WHAT IS REQUIRED: Your answer should consist of the lines in the following data that contain "true".
Start of DATA TO EXAMINE
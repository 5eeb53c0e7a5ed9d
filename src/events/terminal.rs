use crate::config::{get_action_for_event, get_action_for_special_mode, HotkeyAction, SpecialMode};
use crate::state::{Focus, State};
use anyhow::Result;
use crossterm::{
    event,
    event::{Event as CrosstermEvent, KeyCode, KeyEvent, KeyEventKind, KeyModifiers},
};
use log::*;
use std::{sync::mpsc, thread, time::Duration};

/// Specify terminal event poll rate in milliseconds.
///
const TICK_RATE_IN_MS: u64 = 60;

/// Specify different terminal event types.
///
#[derive(Debug)]
pub enum Event<I> {
    Input(I),
    Tick,
}

/// Specify struct for managing terminal events channel.
///
pub struct Handler {
    rx: mpsc::Receiver<Event<KeyEvent>>,
    _tx: mpsc::Sender<Event<KeyEvent>>,
}

impl Default for Handler {
    fn default() -> Self {
        Handler::new()
    }
}

impl Handler {
    /// Return new instance after spawning new input polling thread.
    ///
    pub fn new() -> Self {
        let (tx, rx) = mpsc::channel();
        let tx_clone = tx.clone();
        thread::spawn(move || {
            let tick_rate = Duration::from_millis(TICK_RATE_IN_MS);
            loop {
                match event::poll(tick_rate) {
                    Ok(true) => match event::read() {
                        Ok(CrosstermEvent::Key(key)) => {
                            if tx_clone.send(Event::Input(key)).is_err() {
                                break;
                            }
                        }
                        Ok(_) => {}
                        Err(e) => {
                            error!("Failed to read terminal event: {}", e);
                            break;
                        }
                    },
                    Ok(false) => {}
                    Err(e) => {
                        error!("Failed to poll terminal events: {}", e);
                        break;
                    }
                }
                if tx_clone.send(Event::Tick).is_err() {
                    break;
                }
            }
        });
        Handler { rx, _tx: tx }
    }

    /// Receive next terminal event and handle it accordingly. Returns result
    /// with value true if should continue or false if exit was requested.
    ///
    pub fn handle_next(&self, state: &mut State) -> Result<bool> {
        match self.rx.recv()? {
            Event::Input(event) => Ok(handle_key(state, event)),
            Event::Tick => Ok(true),
        }
    }
}

/// Apply one key event to state. Returns false when exit was requested.
///
pub fn handle_key(state: &mut State, event: KeyEvent) -> bool {
    if event.kind != KeyEventKind::Press {
        return true;
    }
    if event.code == KeyCode::Char('c') && event.modifiers.contains(KeyModifiers::CONTROL) {
        debug!("Processing exit terminal event '{:?}'...", event);
        return false;
    }
    if state.get_notice().is_some() {
        state.dismiss_notice();
        return true;
    }

    match state.special_mode() {
        Some(mode) => {
            let action = get_action_for_special_mode(&event, mode, state.get_hotkeys());
            handle_special_mode(state, mode, action, event);
            true
        }
        None => match get_action_for_event(&event, state.current_focus(), state.get_hotkeys()) {
            Some(action) => handle_action(state, action),
            None => {
                debug!("Skipping processing of terminal event '{:?}'...", event);
                true
            }
        },
    }
}

fn handle_special_mode(
    state: &mut State,
    mode: SpecialMode,
    action: Option<HotkeyAction>,
    event: KeyEvent,
) {
    match (mode, action) {
        (SpecialMode::ThemeSelector, Some(HotkeyAction::ThemeSelectorNavigateNext)) => {
            state.next_theme();
        }
        (SpecialMode::ThemeSelector, Some(HotkeyAction::ThemeSelectorNavigatePrev)) => {
            state.previous_theme();
        }
        (SpecialMode::ThemeSelector, Some(HotkeyAction::ThemeSelectorSelect)) => {
            state.select_theme();
        }
        (SpecialMode::ThemeSelector, Some(HotkeyAction::ThemeSelectorCancel)) => {
            state.close_theme_selector();
        }
        (SpecialMode::Debug, Some(HotkeyAction::DebugModeNavigateNext)) => {
            state.next_debug();
        }
        (SpecialMode::Debug, Some(HotkeyAction::DebugModeNavigatePrev)) => {
            state.previous_debug();
        }
        (SpecialMode::Debug, Some(HotkeyAction::DebugModeCopyLog)) => {
            match state.copy_current_debug() {
                Ok(()) => info!("Log entry copied to clipboard"),
                Err(e) => warn!("{}", e),
            }
        }
        (SpecialMode::Debug, Some(HotkeyAction::DebugModeExit)) => {
            state.exit_debug_mode();
        }
        (SpecialMode::Dialog, Some(HotkeyAction::DialogSubmit)) => {
            state.dialog_submit();
        }
        (SpecialMode::Dialog, Some(HotkeyAction::DialogCancel)) => {
            state.dialog_cancel();
        }
        (SpecialMode::Dialog, Some(HotkeyAction::DialogNextField)) => {
            state.dialog_next_field();
        }
        (SpecialMode::Dialog, _) => {
            state.dialog_input(event);
        }
        (SpecialMode::Input, Some(HotkeyAction::InputConfirm)) => {
            state.confirm_input();
        }
        (SpecialMode::Input, Some(HotkeyAction::InputCancel)) => {
            state.cancel_input();
        }
        (SpecialMode::Input, _) => match event.code {
            KeyCode::Char(c) if !event.modifiers.contains(KeyModifiers::CONTROL) => {
                state.add_input_char(c);
            }
            KeyCode::Backspace => {
                state.remove_input_char();
            }
            _ => {}
        },
        _ => debug!("Skipping processing of terminal event '{:?}'...", event),
    }
}

fn handle_action(state: &mut State, action: HotkeyAction) -> bool {
    let focus = *state.current_focus();
    match (focus, action) {
        (_, HotkeyAction::Quit) => {
            debug!("Processing exit action...");
            return false;
        }
        (Focus::Sidebar, HotkeyAction::NavigateNext) => {
            state.next_sidebar_row();
        }
        (Focus::Sidebar, HotkeyAction::NavigatePrev) => {
            state.previous_sidebar_row();
        }
        (Focus::Sidebar, HotkeyAction::Select) => {
            state.activate_sidebar_row();
        }
        (Focus::Panel, HotkeyAction::NavigateNext) => {
            state.next_row();
        }
        (Focus::Panel, HotkeyAction::NavigatePrev) => {
            state.previous_row();
        }
        (Focus::Panel, HotkeyAction::Select) => {
            state.open_selected();
        }
        (_, HotkeyAction::SwitchFocus) => {
            state.toggle_focus();
        }
        (_, HotkeyAction::Back) => {
            state.focus_sidebar();
        }
        (_, HotkeyAction::EnterDebug) => {
            state.enter_debug_mode();
        }
        (_, HotkeyAction::OpenThemeSelector) => {
            state.open_theme_selector();
        }
        (_, HotkeyAction::EnterSearch) => {
            state.enter_search_mode();
        }
        (_, HotkeyAction::CyclePrimaryFilter) => {
            state.cycle_primary_filter();
        }
        (_, HotkeyAction::CycleSecondaryFilter) => {
            state.cycle_secondary_filter();
        }
        (_, HotkeyAction::CycleOrder) => {
            state.cycle_order();
        }
        (_, HotkeyAction::ResetFilters) => {
            state.reset_filters();
        }
        (_, HotkeyAction::ToggleRecord) => {
            state.toggle_record();
        }
        (_, HotkeyAction::NextTab) => {
            state.next_tab();
        }
        (_, HotkeyAction::PrevTab) => {
            state.previous_tab();
        }
        (_, HotkeyAction::NewItem) => {
            state.open_new_item();
        }
        (_, HotkeyAction::SaveSettings) => {
            state.save_settings();
        }
        (_, other) => debug!("Action {:?} has no effect here", other),
    }
    true
}

#[cfg(test)]
mod tests {
    use super::*;
    use crate::state::Panel;
    use crossterm::event::KeyEventState;

    fn press(code: KeyCode) -> KeyEvent {
        KeyEvent {
            code,
            modifiers: KeyModifiers::empty(),
            kind: KeyEventKind::Press,
            state: KeyEventState::empty(),
        }
    }

    fn type_keys(state: &mut State, keys: &str) {
        for c in keys.chars() {
            assert!(handle_key(state, press(KeyCode::Char(c))));
        }
    }

    #[test]
    fn ctrl_c_and_q_exit() {
        let mut state = State::default();
        let ctrl_c = KeyEvent {
            modifiers: KeyModifiers::CONTROL,
            ..press(KeyCode::Char('c'))
        };
        assert!(!handle_key(&mut state, ctrl_c));
        assert!(!handle_key(&mut state, press(KeyCode::Char('q'))));
    }

    #[test]
    fn releases_are_ignored() {
        let mut state = State::default();
        let release = KeyEvent {
            kind: KeyEventKind::Release,
            ..press(KeyCode::Char('q'))
        };
        assert!(handle_key(&mut state, release));
    }

    #[test]
    fn sidebar_keys_open_a_section() {
        let mut state = State::default();
        type_keys(&mut state, "jj");
        handle_key(&mut state, press(KeyCode::Enter));
        assert_eq!(state.active_section(), "jobs");
        assert_eq!(*state.current_focus(), Focus::Panel);
        handle_key(&mut state, press(KeyCode::Esc));
        assert_eq!(*state.current_focus(), Focus::Sidebar);
    }

    #[test]
    fn q_is_typed_into_search() {
        let mut state = State::default();
        state.set_active_section("users").focus_panel();
        type_keys(&mut state, "/q");
        assert!(state.is_search_mode());
        handle_key(&mut state, press(KeyCode::Backspace));
        type_keys(&mut state, "alex");
        handle_key(&mut state, press(KeyCode::Enter));
        assert!(!state.is_search_mode());
        if let Panel::Users(panel) = state.panel() {
            assert_eq!(panel.search, "alex");
        }
    }

    #[test]
    fn dialog_keys_reach_the_dialog() {
        let mut state = State::default();
        state.set_active_section("categories").focus_panel();
        type_keys(&mut state, "n");
        type_keys(&mut state, "jq");
        assert!(state.has_dialog());
        let submit = KeyEvent {
            modifiers: KeyModifiers::CONTROL,
            ..press(KeyCode::Char('s'))
        };
        handle_key(&mut state, submit);
        assert!(!state.has_dialog());
        assert!(state.get_notice().is_some());
        handle_key(&mut state, press(KeyCode::Char('x')));
        assert!(state.get_notice().is_none());
    }

    #[test]
    fn theme_selector_round_trip() {
        let mut state = State::default();
        type_keys(&mut state, "tjj");
        handle_key(&mut state, press(KeyCode::Enter));
        assert_eq!(state.get_theme().name, "dracula");
        assert!(!state.has_theme_selector());
    }

    #[test]
    fn debug_mode_escape() {
        let mut state = State::default();
        type_keys(&mut state, "d");
        assert!(state.is_debug_mode());
        handle_key(&mut state, press(KeyCode::Esc));
        assert!(!state.is_debug_mode());
    }
}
End of DATA TO EXAMINE
THE ANSWER:
                    Ok(true) => match event::read() {
    /// with value true if should continue or false if exit was requested.
            Event::Tick => Ok(true),
        return true;
        return true;
            true
                true
    true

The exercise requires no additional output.